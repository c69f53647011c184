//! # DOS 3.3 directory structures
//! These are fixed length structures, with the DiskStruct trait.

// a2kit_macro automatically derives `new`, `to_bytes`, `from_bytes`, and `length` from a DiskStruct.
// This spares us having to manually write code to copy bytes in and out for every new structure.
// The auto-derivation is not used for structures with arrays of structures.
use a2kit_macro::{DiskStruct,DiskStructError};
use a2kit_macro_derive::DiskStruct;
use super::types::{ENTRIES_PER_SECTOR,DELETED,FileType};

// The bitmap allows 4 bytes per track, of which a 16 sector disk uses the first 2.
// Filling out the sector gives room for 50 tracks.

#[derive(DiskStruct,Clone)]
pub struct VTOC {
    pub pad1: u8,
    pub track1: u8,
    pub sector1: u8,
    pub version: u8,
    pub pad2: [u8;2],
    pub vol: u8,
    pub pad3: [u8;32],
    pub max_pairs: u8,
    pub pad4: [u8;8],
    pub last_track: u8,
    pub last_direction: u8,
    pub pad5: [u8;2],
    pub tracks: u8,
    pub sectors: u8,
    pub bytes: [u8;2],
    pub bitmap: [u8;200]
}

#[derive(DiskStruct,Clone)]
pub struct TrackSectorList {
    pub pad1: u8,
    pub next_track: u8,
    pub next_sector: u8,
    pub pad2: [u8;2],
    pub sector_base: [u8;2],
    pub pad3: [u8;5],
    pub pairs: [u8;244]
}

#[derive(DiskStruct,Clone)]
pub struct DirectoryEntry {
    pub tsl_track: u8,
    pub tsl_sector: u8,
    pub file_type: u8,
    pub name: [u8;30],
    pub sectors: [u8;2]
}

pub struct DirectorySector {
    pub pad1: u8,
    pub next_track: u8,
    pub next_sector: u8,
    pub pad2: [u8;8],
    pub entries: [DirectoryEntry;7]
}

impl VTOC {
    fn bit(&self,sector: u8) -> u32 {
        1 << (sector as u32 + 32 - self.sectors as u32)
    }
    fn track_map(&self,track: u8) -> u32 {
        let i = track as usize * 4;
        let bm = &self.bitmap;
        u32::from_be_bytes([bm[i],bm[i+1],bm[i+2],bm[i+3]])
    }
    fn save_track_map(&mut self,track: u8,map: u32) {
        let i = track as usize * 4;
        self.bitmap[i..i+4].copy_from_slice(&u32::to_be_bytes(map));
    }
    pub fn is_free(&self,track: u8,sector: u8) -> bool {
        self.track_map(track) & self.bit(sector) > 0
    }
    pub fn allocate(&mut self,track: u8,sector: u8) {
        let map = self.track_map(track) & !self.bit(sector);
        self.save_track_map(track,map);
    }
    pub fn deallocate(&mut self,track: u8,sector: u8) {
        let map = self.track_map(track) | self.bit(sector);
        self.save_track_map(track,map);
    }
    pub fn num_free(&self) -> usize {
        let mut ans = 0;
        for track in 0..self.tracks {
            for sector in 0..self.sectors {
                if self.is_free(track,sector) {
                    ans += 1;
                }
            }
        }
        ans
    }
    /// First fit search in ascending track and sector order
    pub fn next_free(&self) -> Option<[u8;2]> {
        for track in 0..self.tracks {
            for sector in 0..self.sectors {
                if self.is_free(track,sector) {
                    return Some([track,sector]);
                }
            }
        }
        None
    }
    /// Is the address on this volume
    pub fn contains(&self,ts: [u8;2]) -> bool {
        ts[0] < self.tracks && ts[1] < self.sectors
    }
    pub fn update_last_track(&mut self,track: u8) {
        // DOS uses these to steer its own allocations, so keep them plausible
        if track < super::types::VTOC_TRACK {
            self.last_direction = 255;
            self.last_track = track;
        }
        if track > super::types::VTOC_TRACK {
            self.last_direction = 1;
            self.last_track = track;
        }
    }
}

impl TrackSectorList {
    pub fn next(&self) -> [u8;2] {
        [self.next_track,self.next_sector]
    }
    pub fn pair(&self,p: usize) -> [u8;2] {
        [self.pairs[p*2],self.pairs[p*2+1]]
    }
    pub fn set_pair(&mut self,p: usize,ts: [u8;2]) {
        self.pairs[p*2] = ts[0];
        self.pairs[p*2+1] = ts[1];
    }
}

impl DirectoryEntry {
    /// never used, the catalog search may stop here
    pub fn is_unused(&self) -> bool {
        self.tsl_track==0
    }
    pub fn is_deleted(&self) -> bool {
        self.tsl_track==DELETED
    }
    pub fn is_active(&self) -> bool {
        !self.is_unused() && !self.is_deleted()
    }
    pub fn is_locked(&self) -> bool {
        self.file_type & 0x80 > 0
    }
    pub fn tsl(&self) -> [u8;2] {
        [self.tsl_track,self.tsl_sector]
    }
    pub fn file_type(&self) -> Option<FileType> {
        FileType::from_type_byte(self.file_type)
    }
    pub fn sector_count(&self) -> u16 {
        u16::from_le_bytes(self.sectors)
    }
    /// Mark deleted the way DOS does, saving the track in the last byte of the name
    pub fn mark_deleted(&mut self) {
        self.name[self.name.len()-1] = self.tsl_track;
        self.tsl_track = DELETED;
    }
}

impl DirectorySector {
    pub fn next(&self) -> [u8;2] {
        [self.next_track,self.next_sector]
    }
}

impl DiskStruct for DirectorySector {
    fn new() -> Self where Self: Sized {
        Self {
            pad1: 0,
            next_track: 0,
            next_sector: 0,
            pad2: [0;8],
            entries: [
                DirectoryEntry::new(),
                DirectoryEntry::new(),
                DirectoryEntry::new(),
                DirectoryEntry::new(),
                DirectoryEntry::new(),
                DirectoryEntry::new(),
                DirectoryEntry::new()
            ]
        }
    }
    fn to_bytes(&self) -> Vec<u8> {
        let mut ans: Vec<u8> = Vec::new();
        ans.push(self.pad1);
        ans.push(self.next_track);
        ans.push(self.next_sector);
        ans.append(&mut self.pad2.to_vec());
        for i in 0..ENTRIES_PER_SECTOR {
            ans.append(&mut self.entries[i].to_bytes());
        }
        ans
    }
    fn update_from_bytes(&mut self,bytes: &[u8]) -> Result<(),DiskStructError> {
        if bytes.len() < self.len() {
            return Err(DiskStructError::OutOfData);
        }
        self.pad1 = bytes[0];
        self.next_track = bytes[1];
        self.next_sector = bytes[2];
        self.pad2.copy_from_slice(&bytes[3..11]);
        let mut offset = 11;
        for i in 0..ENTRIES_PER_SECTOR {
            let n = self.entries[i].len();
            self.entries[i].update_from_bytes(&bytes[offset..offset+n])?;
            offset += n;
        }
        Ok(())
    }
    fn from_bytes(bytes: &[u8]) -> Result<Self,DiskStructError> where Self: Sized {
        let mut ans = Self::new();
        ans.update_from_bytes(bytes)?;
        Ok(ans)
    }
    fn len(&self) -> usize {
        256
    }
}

▶ [What is being asked]: Search the records above for the string "DiskStructError". Report each line that has it.

▶ [Completed exercise]:
use a2kit_macro::{DiskStruct,DiskStructError};
    fn update_from_bytes(&mut self,bytes: &[u8]) -> Result<(),DiskStructError> {
            return Err(DiskStructError::OutOfData);
    fn from_bytes(bytes: &[u8]) -> Result<Self,DiskStructError> where Self: Sized {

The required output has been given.